Because we are loved by God, we cultivate environments conducive to deep and meaningful relationships.

 

“Because we loved you so much, we were delighted to share with you not only the gospel of God but our lives as well.” 

 

We have been created as embodied beings with an innate capacity for relationship. Because emotion is the language of relationship, we champion the courage required to examine our emotion and the honesty and vulnerability necessary to admit what is true about ourselves in the presence of God and others. As our emotional quotient grows, our capacity for relationship deepens and enables us to create spacious environments for others to experience deeper relationships themselves. The more we have of ourselves, the more we are able to give to others, and vice versa. This relational flourishing bears witness of the reality of the kingdom of God in a relationally fractured, isolated world. We reject any desire or attempt to live out of an artificial, false self, and work hard to maintain and grow authentic environments with meaningful relationships.

Holy Restraint

Because we are loved by God, we sit in unresolved tension with others, curious about how God is at work for our good in his time and his way.

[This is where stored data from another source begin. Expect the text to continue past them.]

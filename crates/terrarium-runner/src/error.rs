use terrarium_domain::{DomainError, TerrariumId};
use terrarium_store::StoreError;
use terrarium_tofu::ExecError;
use thiserror::Error;

#[derive(Debug, Error)]
pub enum RunError {
    #[error("a previous request is still in progress (trId: {0})")]
    InProgress(TerrariumId),

    #[error("tofu error: {0}")]
    Exec(#[from] ExecError),

    #[error("execution task panicked: {0}")]
    Panicked(String),

    #[error("no request found (trId: {0})")]
    NoRequest(TerrariumId),

    #[error("status log file does not exist: {0}")]
    LogMissing(String),

    #[error("I/O error on {path}: {source}")]
    Io {
        path: String,
        #[source]
        source: std::io::Error,
    },

    #[error("store error: {0}")]
    Store(#[from] StoreError),

    #[error("no terrarium (trId: {0})")]
    NotFound(TerrariumId),

    #[error("the terrarium (trId: {0}) already exists")]
    AlreadyExists(TerrariumId),

    #[error(transparent)]
    Domain(#[from] DomainError),

    #[error("no providers for terrarium (trId: {0})")]
    NoProviders(TerrariumId),

    #[error("cannot decode output of provider {provider}: {source}")]
    Decode {
        provider: String,
        #[source]
        source: serde_json::Error,
    },
}

impl RunError {
    /// Captured tool output carried by a failed or cancelled run.
    pub fn output(&self) -> Option<&str> {
        match self {
            RunError::Exec(e) => e.output(),
            _ => None,
        }
    }

    pub(crate) fn io(path: &std::path::Path, source: std::io::Error) -> Self {
        RunError::Io {
            path: path.display().to_string(),
            source,
        }
    }
}
use thiserror::Error;

#[derive(Debug, Error)]
pub enum StoreError {
    #[error("db file path is not set")]
    PathNotConfigured,

    #[error("db file does not exist: {0}")]
    SnapshotMissing(String),

    #[error("io error at {path}: {source}")]
    Io {
        path: String,
        #[source]
        source: std::io::Error,
    },

    #[error("serialization error: {0}")]
    Serialization(#[from] serde_json::Error),
}
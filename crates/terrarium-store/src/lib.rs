pub mod error;
pub mod store;
pub mod local;

pub use error::StoreError;
pub use store::KvStore;
pub use local::LocalKvStore;
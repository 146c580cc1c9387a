use axum::http::StatusCode;
use axum::response::{IntoResponse, Response};
use axum::Json;
use terrarium_domain::DomainError;
use terrarium_runner::RunError;
use tracing::warn;

use crate::response::ApiResponse;

pub struct ApiError {
    pub status: StatusCode,
    pub message: String,
    /// Tool output captured before the failure, if any.
    pub detail: Option<String>,
}

impl ApiError {
    fn new(status: StatusCode, msg: impl Into<String>) -> Self {
        ApiError { status, message: msg.into(), detail: None }
    }

    pub fn bad_request(msg: impl Into<String>) -> Self {
        Self::new(StatusCode::BAD_REQUEST, msg)
    }

    pub fn not_found(msg: impl Into<String>) -> Self {
        Self::new(StatusCode::NOT_FOUND, msg)
    }

    pub fn conflict(msg: impl Into<String>) -> Self {
        Self::new(StatusCode::CONFLICT, msg)
    }

    pub fn unavailable(msg: impl Into<String>) -> Self {
        Self::new(StatusCode::SERVICE_UNAVAILABLE, msg)
    }

    pub fn internal(msg: impl Into<String>) -> Self {
        Self::new(StatusCode::INTERNAL_SERVER_ERROR, msg)
    }
}

impl IntoResponse for ApiError {
    fn into_response(self) -> Response {
        let mut body = ApiResponse::failure(self.message);
        body.detail = self.detail;
        (self.status, Json(body)).into_response()
    }
}

impl From<RunError> for ApiError {
    fn from(e: RunError) -> Self {
        let detail = e.output().map(str::to_string);
        let mut err = match &e {
            RunError::InProgress(_)
            | RunError::AlreadyExists(_)
            | RunError::Domain(DomainError::EnrichmentConflict { .. }) => {
                ApiError::conflict(e.to_string())
            }
            RunError::NotFound(_) | RunError::NoRequest(_) | RunError::LogMissing(_) => {
                ApiError::not_found(e.to_string())
            }
            RunError::Domain(_) | RunError::NoProviders(_) => ApiError::bad_request(e.to_string()),
            _ => {
                warn!(error = %e, "request failed");
                ApiError::internal(e.to_string())
            }
        };
        err.detail = detail;
        err
    }
}
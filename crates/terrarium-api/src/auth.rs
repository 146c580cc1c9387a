use axum::{
    extract::{Request, State},
    http::StatusCode,
    middleware::Next,
    response::{IntoResponse, Response},
    Json,
};

use crate::response::ApiResponse;
use crate::state::AppState;

/// Path that stays reachable without a token for health checks.
pub const READYZ_PATH: &str = "/terrarium/readyz";

/// Axum middleware that requires `Authorization: Bearer <token>` when a token
/// is configured.
///
/// Returns 401 for missing, malformed, or incorrect tokens.
pub async fn require_bearer_token(
    State(state): State<AppState>,
    request: Request,
    next: Next,
) -> Response {
    let Some(expected) = state.auth_token.as_deref() else {
        return next.run(request).await;
    };
    if request.uri().path() == READYZ_PATH {
        return next.run(request).await;
    }

    let provided = request
        .headers()
        .get(axum::http::header::AUTHORIZATION)
        .and_then(|v| v.to_str().ok())
        .and_then(|s| s.strip_prefix("Bearer "));

    match provided {
        Some(token) if token == expected.as_str() => next.run(request).await,
        _ => (
            StatusCode::UNAUTHORIZED,
            Json(ApiResponse::failure("Unauthorized")),
        )
            .into_response(),
    }
}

“Since we live by the Spirit, let us keep in step with the Spirit.”

Because we are settled in the joy that comes from experiencing an identity as God’s beloved with an integrous life, we are naturally able to sit with others in the unresolved tensions of their lives. We reject any attempt to fix others apart from the leading and empowerment of the Spirit. Rather, we patiently wait with others, continually pointing them to the presence and work of God in their lives. This allows us to be relationally present, instead of pushing an agenda on God and others to behave in ways we assume is right. We reject any attempt to coerce transformation or “hurry” someone along in their journey toward maturity, instead holding a posture of dependence on God in the lives of others.